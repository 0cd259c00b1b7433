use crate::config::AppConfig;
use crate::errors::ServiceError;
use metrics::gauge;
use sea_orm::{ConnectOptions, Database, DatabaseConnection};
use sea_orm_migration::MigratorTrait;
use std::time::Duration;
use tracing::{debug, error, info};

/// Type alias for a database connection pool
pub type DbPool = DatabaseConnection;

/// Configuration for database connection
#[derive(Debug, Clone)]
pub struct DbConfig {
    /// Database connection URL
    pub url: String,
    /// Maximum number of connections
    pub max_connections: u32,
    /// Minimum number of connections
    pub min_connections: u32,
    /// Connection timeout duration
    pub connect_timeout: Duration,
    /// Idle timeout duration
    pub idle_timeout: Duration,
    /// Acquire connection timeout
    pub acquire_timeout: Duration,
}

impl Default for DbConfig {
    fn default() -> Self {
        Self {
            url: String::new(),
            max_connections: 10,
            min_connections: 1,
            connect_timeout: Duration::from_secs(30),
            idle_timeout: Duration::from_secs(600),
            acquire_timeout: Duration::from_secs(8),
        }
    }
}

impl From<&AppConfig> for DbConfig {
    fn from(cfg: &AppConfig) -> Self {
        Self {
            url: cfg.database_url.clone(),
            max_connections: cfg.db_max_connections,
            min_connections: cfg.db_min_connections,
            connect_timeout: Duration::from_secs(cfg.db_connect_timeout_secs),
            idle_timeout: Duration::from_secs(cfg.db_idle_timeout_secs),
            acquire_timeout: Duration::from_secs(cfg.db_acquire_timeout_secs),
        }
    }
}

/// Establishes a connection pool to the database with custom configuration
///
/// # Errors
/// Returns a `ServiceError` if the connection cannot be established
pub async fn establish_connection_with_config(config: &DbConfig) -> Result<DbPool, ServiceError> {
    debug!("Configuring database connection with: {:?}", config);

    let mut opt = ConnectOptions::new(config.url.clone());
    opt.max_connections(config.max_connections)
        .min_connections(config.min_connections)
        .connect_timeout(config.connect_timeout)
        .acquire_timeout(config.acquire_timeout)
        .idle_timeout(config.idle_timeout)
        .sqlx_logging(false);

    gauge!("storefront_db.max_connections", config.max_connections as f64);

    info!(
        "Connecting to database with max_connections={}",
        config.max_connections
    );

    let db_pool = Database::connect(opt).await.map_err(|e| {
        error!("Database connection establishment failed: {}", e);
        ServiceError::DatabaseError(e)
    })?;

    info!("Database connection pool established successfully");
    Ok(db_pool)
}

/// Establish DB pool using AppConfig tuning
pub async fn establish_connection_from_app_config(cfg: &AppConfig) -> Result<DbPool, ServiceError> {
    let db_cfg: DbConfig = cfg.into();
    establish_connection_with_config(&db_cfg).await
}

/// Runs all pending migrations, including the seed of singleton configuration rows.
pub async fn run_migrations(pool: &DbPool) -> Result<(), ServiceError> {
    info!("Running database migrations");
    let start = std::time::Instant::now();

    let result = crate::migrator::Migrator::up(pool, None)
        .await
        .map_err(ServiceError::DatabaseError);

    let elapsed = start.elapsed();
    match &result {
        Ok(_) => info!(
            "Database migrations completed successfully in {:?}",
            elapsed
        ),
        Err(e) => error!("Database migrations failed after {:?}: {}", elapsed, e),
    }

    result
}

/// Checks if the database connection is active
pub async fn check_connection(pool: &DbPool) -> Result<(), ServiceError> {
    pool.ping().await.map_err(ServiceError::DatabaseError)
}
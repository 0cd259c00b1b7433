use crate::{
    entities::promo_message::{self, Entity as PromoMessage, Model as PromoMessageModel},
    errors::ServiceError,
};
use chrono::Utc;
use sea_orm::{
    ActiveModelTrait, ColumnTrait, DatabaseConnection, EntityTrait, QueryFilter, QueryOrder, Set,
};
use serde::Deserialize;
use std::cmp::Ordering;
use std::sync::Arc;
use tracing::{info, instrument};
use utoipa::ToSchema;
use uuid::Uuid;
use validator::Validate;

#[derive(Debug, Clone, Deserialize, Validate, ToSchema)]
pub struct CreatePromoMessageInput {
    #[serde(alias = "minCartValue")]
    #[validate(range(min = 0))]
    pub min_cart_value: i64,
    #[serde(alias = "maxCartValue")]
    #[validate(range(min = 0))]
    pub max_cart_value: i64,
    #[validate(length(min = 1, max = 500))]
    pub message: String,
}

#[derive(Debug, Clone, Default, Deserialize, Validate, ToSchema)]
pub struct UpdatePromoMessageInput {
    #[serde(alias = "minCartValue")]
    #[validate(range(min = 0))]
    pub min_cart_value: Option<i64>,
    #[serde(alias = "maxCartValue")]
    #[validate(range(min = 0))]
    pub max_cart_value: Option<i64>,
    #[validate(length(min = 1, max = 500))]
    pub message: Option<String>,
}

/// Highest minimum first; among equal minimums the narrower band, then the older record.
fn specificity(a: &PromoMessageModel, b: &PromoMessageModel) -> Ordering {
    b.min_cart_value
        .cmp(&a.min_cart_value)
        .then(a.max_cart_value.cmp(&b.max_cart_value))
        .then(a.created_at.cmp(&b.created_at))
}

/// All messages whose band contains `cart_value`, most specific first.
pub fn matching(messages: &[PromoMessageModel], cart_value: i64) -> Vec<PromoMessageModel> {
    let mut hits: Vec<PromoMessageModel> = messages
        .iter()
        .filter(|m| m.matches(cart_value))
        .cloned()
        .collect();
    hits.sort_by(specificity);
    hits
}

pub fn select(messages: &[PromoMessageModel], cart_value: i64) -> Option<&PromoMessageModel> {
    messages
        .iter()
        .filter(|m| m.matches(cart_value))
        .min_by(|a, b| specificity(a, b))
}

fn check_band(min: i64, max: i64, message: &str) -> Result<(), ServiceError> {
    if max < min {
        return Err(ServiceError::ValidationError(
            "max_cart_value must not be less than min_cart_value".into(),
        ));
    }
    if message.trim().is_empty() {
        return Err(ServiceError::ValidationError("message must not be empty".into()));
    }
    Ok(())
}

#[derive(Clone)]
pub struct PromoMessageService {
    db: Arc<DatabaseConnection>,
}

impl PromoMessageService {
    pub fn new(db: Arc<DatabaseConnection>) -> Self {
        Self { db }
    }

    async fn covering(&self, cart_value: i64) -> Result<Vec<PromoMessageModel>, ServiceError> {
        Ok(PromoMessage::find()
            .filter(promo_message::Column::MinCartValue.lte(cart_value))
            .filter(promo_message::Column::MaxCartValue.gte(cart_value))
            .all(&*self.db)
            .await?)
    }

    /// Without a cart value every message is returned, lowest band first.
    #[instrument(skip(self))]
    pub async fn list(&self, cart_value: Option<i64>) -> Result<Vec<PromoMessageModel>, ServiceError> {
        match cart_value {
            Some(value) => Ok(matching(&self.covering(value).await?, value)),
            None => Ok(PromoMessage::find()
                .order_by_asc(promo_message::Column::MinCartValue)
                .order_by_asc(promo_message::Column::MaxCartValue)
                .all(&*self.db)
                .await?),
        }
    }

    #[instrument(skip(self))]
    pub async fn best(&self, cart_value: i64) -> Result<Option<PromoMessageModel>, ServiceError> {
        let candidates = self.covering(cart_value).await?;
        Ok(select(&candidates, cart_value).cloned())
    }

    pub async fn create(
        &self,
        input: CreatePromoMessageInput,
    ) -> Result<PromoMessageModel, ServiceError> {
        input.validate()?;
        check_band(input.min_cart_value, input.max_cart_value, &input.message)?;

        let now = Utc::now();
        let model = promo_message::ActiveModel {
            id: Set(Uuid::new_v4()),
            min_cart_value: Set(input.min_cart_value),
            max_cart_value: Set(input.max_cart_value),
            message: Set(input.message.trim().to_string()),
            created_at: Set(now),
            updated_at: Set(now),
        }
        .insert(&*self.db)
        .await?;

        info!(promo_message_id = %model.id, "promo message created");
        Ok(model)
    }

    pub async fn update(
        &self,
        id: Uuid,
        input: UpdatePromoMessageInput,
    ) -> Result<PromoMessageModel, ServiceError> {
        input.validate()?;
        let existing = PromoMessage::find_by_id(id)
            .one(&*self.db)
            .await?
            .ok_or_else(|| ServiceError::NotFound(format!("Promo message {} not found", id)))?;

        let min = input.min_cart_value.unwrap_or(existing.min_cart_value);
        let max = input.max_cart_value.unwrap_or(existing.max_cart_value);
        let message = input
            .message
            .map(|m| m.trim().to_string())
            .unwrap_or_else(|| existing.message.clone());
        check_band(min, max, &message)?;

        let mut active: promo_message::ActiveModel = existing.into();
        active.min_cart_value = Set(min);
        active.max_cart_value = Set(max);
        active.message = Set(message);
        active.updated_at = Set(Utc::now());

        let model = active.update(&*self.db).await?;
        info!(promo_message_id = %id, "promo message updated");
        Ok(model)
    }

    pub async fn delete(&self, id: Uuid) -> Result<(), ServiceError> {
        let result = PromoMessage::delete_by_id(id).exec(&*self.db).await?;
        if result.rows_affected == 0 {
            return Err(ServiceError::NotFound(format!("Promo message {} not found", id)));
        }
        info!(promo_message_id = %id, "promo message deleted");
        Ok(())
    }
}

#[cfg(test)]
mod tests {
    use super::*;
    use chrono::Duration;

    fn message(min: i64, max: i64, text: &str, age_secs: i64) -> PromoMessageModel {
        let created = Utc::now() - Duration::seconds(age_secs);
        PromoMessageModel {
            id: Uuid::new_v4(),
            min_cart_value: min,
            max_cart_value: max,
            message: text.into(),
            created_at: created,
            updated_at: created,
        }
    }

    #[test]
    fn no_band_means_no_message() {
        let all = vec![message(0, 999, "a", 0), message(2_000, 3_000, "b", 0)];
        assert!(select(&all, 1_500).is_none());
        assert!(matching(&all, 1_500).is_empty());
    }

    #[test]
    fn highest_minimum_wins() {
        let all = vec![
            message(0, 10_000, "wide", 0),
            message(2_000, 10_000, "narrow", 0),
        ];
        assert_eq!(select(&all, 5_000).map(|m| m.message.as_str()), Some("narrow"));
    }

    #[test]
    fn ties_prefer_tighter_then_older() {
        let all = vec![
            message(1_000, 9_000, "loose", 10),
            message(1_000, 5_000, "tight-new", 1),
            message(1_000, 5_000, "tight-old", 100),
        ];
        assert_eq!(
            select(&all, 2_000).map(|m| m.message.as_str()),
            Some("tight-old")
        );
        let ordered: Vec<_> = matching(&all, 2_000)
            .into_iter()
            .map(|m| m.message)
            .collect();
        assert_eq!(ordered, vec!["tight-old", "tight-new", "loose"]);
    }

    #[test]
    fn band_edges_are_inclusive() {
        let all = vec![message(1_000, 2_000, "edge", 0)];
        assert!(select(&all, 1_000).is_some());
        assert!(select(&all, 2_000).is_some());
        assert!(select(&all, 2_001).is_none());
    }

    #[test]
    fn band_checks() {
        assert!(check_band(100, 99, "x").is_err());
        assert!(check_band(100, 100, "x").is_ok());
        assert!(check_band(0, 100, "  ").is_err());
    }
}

» **HOW TO COMPLETE THIS TASK**
Lines with "struct": copy every one of them from the listing above.

» **RESPONSE TO THIS EXERCISE**
pub struct DbConfig {
pub struct CreatePromoMessageInput {
pub struct UpdatePromoMessageInput {
pub struct PromoMessageService {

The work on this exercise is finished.